GOAL OF THE EXERCISE -> Output, exactly and in full, the entries that appear below.
MATERIAL FOR THIS EXERCISE: Begin
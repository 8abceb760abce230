//! Configurable behaviour of the virtual sensor.

use serde::{Deserialize, Serialize};
use thermostat_app::ports::SourceError;
use thermostat_domain::temperature::Reading;

/// How a [`VirtualOutsideSensor`](crate::VirtualOutsideSensor) answers.
#[derive(Debug, Clone, PartialEq, Eq, Serialize, Deserialize)]
#[serde(tag = "behaviour", rename_all = "snake_case")]
pub enum VirtualBehaviour {
    /// Always answer with `reading`.
    Steady { reading: Reading },
    /// Always fail as unavailable.
    Failing { detail: String },
    /// Answer with each outcome in turn.
    Scripted { outcomes: Vec<ScriptedOutcome> },
}

/// One canned answer of a scripted sensor.
#[derive(Debug, Clone, PartialEq, Eq, Serialize, Deserialize)]
#[serde(tag = "outcome", rename_all = "snake_case")]
pub enum ScriptedOutcome {
    Reading { reading: Reading },
    Unavailable { detail: String },
    Malformed { detail: String },
}

impl ScriptedOutcome {
    pub(crate) fn into_result(self) -> Result<Reading, SourceError> {
        match self {
            Self::Reading { reading } => Ok(reading),
            Self::Unavailable { detail } => Err(SourceError::Unavailable { detail }),
            Self::Malformed { detail } => Err(SourceError::Malformed { detail }),
        }
    }
}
MATERIAL FOR THIS EXERCISE: End
EXERCISE OUTPUT ->
repository 8abceb760abce230
//! Configurable behaviour of the virtual sensor.

use serde::{Deserialize, Serialize};
use thermostat_app::ports::SourceError;
use thermostat_domain::temperature::Reading;

/// How a [`VirtualOutsideSensor`](crate::VirtualOutsideSensor) answers.
#[derive(Debug, Clone, PartialEq, Eq, Serialize, Deserialize)]
#[serde(tag = "behaviour", rename_all = "snake_case")]
pub enum VirtualBehaviour {
    /// Always answer with `reading`.
    Steady { reading: Reading },
    /// Always fail as unavailable.
    Failing { detail: String },
    /// Answer with each outcome in turn.
    Scripted { outcomes: Vec<ScriptedOutcome> },
}

/// One canned answer of a scripted sensor.
#[derive(Debug, Clone, PartialEq, Eq, Serialize, Deserialize)]
#[serde(tag = "outcome", rename_all = "snake_case")]
pub enum ScriptedOutcome {
    Reading { reading: Reading },
    Unavailable { detail: String },
    Malformed { detail: String },
}

impl ScriptedOutcome {
    pub(crate) fn into_result(self) -> Result<Reading, SourceError> {
        match self {
            Self::Reading { reading } => Ok(reading),
            Self::Unavailable { detail } => Err(SourceError::Unavailable { detail }),
            Self::Malformed { detail } => Err(SourceError::Malformed { detail }),
        }
    }
}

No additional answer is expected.